*** Opening Record set ***

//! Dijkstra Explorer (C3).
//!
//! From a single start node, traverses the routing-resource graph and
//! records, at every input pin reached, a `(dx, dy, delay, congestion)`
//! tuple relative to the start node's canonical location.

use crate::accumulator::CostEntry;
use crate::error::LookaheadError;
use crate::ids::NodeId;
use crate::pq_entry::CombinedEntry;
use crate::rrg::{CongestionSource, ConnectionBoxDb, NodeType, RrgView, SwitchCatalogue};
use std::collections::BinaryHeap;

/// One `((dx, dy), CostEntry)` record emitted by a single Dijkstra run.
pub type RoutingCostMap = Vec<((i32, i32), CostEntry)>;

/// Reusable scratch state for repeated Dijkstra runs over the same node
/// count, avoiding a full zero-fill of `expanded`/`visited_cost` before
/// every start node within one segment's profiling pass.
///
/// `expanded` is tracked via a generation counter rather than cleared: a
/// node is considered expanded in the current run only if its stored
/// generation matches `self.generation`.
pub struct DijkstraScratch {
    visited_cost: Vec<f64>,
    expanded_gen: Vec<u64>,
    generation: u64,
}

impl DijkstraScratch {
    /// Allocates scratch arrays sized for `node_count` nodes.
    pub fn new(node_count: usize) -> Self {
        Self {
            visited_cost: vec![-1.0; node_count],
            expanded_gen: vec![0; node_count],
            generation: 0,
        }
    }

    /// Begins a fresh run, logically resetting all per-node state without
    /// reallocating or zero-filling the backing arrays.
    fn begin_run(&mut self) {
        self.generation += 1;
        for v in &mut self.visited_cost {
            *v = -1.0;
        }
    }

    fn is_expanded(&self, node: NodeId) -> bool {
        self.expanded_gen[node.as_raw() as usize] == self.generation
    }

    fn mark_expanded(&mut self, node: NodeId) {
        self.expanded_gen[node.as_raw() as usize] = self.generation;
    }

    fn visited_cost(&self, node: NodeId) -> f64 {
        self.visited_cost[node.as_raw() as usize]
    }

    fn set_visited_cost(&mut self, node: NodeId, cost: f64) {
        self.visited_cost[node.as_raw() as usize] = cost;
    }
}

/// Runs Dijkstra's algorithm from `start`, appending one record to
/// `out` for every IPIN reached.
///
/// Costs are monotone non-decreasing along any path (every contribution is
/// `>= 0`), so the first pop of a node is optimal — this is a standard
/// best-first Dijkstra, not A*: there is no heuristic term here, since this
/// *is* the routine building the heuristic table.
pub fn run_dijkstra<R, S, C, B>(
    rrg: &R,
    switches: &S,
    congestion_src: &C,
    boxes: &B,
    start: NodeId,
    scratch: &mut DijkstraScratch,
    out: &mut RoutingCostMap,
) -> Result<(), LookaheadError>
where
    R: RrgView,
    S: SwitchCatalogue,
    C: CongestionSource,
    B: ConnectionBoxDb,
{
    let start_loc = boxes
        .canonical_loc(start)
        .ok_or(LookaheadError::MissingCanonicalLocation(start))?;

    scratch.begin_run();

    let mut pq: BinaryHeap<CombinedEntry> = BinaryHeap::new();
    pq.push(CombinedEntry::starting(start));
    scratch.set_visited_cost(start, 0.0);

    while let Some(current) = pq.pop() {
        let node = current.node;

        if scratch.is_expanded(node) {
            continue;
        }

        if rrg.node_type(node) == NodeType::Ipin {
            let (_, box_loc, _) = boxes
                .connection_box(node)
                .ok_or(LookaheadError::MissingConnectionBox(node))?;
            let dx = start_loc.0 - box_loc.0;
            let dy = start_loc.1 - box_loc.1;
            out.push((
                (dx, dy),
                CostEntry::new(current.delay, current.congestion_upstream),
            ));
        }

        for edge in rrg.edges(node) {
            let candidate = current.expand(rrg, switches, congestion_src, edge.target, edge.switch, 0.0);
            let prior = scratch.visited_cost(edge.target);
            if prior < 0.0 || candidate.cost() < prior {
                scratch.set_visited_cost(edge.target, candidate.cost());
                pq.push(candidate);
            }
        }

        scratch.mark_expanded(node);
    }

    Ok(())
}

*** Closing Record set ***
*** Opening Record set ***

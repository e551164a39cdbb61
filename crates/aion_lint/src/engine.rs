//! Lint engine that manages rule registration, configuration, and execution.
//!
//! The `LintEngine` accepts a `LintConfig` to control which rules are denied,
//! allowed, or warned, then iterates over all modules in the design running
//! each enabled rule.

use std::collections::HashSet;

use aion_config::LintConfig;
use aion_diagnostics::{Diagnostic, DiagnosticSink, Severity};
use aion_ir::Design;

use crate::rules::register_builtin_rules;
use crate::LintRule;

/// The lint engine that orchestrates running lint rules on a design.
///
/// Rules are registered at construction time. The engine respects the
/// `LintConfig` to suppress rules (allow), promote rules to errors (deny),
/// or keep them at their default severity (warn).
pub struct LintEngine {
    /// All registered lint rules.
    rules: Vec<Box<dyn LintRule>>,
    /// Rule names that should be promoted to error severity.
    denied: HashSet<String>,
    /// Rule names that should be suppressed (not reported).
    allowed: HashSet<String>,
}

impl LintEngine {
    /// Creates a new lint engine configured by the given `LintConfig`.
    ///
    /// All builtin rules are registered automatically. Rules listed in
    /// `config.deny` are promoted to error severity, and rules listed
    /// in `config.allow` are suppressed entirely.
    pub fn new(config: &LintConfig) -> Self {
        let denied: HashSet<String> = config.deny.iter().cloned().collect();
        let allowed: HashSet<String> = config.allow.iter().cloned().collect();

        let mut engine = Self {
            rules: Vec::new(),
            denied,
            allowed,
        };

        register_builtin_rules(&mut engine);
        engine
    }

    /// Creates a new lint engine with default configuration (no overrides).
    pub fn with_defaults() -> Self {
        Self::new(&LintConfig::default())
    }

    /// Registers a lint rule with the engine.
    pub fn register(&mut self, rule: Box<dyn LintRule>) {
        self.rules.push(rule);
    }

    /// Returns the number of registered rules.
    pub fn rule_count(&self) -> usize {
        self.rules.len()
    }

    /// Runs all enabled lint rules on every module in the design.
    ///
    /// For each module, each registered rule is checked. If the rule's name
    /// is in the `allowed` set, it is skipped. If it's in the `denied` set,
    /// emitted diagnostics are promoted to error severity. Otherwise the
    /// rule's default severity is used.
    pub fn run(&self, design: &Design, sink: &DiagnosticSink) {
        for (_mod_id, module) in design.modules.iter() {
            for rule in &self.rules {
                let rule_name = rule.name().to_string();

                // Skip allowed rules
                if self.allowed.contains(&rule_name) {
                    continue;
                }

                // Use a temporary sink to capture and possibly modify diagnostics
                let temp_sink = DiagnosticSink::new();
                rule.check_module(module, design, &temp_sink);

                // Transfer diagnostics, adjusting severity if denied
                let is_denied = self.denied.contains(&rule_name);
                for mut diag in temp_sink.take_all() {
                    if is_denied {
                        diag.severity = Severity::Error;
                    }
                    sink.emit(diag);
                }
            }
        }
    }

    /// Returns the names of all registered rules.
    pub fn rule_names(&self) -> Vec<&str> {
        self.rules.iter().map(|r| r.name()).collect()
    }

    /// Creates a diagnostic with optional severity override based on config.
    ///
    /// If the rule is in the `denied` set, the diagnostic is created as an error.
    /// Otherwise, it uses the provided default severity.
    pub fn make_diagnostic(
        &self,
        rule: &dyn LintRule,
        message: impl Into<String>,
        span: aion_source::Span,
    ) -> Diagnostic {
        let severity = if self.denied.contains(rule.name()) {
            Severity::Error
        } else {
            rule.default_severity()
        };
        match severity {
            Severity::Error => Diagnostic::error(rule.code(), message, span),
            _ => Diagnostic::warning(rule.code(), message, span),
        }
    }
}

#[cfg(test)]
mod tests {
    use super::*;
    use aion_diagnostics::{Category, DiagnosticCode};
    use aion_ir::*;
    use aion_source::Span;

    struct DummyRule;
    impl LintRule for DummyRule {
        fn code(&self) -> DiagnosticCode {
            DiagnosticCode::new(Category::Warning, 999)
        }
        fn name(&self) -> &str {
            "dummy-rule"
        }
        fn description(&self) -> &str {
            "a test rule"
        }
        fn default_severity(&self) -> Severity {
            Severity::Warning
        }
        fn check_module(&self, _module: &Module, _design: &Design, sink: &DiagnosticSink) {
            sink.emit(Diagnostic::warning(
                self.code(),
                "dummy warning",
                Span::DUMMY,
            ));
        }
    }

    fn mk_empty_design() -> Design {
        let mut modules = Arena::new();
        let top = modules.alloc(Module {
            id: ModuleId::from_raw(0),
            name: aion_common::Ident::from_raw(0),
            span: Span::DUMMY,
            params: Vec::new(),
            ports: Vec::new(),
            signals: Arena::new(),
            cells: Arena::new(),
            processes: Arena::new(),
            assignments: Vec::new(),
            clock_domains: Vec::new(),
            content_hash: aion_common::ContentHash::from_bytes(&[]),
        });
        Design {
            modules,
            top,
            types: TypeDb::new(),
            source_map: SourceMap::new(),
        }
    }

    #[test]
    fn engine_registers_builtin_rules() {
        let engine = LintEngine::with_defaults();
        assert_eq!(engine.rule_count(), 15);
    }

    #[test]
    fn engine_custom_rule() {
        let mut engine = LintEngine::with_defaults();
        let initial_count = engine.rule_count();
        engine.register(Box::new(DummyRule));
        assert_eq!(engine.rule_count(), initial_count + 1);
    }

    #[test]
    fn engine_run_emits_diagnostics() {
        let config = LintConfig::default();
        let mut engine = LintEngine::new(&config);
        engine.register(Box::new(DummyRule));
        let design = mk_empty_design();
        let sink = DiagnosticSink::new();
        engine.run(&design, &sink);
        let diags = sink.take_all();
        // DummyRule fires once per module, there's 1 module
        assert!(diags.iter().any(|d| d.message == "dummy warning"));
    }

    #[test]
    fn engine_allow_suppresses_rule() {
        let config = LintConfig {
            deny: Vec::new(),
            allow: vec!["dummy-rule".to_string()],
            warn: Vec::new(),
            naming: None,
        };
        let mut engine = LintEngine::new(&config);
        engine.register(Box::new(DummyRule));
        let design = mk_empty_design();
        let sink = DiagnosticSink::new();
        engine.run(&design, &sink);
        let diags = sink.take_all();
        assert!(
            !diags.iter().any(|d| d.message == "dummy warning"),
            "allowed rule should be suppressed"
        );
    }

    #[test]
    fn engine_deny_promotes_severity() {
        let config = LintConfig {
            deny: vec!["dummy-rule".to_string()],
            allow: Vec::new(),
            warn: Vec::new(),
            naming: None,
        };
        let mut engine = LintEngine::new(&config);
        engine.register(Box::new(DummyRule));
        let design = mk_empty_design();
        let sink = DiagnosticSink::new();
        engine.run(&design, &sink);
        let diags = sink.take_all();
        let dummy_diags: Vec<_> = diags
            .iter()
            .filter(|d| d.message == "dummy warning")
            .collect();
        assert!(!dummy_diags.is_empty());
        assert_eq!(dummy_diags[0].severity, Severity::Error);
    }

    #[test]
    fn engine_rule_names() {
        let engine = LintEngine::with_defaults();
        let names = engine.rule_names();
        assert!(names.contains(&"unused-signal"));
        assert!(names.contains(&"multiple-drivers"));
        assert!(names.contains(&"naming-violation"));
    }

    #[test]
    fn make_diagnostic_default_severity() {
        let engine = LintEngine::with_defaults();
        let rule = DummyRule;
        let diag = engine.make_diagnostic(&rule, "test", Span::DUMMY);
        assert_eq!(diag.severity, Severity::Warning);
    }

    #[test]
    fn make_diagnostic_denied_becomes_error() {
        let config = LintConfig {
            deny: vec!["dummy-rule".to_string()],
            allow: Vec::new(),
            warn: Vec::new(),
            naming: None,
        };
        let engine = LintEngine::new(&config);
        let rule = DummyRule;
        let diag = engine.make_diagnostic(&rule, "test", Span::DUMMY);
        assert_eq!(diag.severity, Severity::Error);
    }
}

*** Closing Record set ***

The task: Look above for the line with "fn is_expanded(&self, node: NodeId)"; retype exactly that line, every line after it up to the line with "here, since this", and that line too, nothing else.

Answer area:
    fn is_expanded(&self, node: NodeId) -> bool {
        self.expanded_gen[node.as_raw() as usize] == self.generation
    }

    fn mark_expanded(&mut self, node: NodeId) {
        self.expanded_gen[node.as_raw() as usize] = self.generation;
    }

    fn visited_cost(&self, node: NodeId) -> f64 {
        self.visited_cost[node.as_raw() as usize]
    }

    fn set_visited_cost(&mut self, node: NodeId, cost: f64) {
        self.visited_cost[node.as_raw() as usize] = cost;
    }
}

/// Runs Dijkstra's algorithm from `start`, appending one record to
/// `out` for every IPIN reached.
///
/// Costs are monotone non-decreasing along any path (every contribution is
/// `>= 0`), so the first pop of a node is optimal — this is a standard
/// best-first Dijkstra, not A*: there is no heuristic term here, since this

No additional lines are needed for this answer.